• _Brief_: Copies of all lines containing the string "expect" are needed from the data below.

• _Data entries_:
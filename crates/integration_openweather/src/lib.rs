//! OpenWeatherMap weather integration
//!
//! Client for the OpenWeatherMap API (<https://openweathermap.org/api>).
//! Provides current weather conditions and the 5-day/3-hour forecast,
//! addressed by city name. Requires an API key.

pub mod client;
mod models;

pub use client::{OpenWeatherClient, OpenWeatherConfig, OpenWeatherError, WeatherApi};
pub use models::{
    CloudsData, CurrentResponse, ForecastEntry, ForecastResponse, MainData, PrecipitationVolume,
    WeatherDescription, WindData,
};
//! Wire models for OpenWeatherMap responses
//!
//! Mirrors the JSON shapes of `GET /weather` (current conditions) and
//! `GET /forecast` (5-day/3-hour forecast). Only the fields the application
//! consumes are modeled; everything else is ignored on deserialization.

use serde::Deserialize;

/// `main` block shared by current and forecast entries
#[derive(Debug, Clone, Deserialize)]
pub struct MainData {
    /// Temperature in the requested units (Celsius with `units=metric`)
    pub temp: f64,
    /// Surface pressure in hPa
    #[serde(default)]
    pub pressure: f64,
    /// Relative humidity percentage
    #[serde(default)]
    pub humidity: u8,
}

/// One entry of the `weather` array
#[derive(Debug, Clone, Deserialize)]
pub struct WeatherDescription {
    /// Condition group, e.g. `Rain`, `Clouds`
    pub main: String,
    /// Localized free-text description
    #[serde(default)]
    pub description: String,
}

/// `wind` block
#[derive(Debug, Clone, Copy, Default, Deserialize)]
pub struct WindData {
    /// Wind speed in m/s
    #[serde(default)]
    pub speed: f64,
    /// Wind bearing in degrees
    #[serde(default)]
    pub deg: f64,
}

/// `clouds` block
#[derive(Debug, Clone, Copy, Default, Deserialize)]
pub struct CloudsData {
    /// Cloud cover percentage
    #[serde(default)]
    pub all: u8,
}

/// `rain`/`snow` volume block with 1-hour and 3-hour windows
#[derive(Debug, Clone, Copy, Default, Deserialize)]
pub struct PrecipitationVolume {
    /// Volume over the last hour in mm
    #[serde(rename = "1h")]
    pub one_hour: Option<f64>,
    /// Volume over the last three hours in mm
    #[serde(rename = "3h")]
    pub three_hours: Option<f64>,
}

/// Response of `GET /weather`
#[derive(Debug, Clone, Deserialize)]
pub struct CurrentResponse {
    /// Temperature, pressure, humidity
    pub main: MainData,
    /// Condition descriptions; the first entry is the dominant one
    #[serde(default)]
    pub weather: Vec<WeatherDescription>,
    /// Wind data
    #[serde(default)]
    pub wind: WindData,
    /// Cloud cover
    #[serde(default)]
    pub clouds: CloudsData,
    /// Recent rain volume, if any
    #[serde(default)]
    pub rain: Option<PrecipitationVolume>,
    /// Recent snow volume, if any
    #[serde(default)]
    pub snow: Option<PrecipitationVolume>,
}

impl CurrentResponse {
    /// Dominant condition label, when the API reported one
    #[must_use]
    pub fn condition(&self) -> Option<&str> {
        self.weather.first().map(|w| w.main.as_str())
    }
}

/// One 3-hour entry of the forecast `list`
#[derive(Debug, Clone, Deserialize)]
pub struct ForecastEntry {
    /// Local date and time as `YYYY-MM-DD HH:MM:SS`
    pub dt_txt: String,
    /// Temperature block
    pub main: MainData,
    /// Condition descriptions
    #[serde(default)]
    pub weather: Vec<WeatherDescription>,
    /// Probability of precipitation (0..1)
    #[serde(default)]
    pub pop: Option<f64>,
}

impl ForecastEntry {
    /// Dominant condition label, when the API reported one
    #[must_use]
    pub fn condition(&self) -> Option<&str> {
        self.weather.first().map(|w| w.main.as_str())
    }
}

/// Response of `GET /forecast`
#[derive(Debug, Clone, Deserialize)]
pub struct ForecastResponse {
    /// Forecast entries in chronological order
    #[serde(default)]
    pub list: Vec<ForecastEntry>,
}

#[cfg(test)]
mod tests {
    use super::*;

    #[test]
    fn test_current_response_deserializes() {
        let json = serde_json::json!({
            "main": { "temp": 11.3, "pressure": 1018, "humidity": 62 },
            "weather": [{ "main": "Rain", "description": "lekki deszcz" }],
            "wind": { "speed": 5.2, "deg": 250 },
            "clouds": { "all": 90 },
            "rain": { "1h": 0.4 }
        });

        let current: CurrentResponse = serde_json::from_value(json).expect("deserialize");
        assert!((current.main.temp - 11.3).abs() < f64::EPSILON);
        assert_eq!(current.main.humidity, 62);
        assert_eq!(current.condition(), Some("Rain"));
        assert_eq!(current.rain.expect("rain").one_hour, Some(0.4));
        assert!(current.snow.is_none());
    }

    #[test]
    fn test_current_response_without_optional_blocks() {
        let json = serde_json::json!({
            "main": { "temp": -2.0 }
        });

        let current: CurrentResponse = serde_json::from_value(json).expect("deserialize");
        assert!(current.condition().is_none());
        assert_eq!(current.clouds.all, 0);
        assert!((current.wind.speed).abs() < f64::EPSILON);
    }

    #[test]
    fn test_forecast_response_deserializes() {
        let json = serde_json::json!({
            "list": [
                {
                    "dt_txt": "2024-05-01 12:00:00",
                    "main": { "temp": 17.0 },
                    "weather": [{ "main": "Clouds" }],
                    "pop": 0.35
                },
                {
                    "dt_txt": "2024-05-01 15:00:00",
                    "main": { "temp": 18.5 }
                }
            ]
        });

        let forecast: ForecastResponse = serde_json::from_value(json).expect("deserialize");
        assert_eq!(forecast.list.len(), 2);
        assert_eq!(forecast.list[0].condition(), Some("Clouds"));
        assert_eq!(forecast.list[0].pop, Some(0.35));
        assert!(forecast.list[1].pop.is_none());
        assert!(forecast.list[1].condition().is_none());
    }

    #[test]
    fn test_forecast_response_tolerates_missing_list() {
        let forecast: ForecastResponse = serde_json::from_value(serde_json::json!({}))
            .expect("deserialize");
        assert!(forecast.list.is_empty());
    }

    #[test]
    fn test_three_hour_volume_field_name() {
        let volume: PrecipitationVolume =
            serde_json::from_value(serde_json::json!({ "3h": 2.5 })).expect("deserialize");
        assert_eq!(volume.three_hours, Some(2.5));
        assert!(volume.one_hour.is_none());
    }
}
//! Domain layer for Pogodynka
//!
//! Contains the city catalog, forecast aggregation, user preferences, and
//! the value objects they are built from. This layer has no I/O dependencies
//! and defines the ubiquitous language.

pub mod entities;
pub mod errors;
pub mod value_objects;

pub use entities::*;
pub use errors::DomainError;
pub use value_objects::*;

• _Your response_:
        let current: CurrentResponse = serde_json::from_value(json).expect("deserialize");
        assert_eq!(current.rain.expect("rain").one_hour, Some(0.4));
        let current: CurrentResponse = serde_json::from_value(json).expect("deserialize");
        let forecast: ForecastResponse = serde_json::from_value(json).expect("deserialize");
            .expect("deserialize");
            serde_json::from_value(serde_json::json!({ "3h": 2.5 })).expect("deserialize");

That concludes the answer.